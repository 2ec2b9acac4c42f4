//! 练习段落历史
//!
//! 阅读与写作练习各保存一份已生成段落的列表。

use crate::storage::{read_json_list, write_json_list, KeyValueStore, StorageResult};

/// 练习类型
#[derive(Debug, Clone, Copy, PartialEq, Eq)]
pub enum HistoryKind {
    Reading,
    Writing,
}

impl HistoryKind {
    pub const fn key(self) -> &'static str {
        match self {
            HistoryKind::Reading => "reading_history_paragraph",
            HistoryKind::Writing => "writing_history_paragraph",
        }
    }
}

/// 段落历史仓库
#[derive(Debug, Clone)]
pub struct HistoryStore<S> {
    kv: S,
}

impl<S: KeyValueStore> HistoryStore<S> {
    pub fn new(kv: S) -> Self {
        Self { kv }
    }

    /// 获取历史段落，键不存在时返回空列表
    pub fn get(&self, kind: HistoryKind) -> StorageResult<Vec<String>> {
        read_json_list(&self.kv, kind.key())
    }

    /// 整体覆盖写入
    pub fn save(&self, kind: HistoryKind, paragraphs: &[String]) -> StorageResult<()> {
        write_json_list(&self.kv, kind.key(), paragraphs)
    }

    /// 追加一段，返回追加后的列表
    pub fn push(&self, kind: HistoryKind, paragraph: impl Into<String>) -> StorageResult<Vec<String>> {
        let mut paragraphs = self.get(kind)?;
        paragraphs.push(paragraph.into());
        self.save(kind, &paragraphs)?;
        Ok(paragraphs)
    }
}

• _Assignment_
Only the number is wanted: how many lines above include the word "Clone"?

• _Exercise response_
2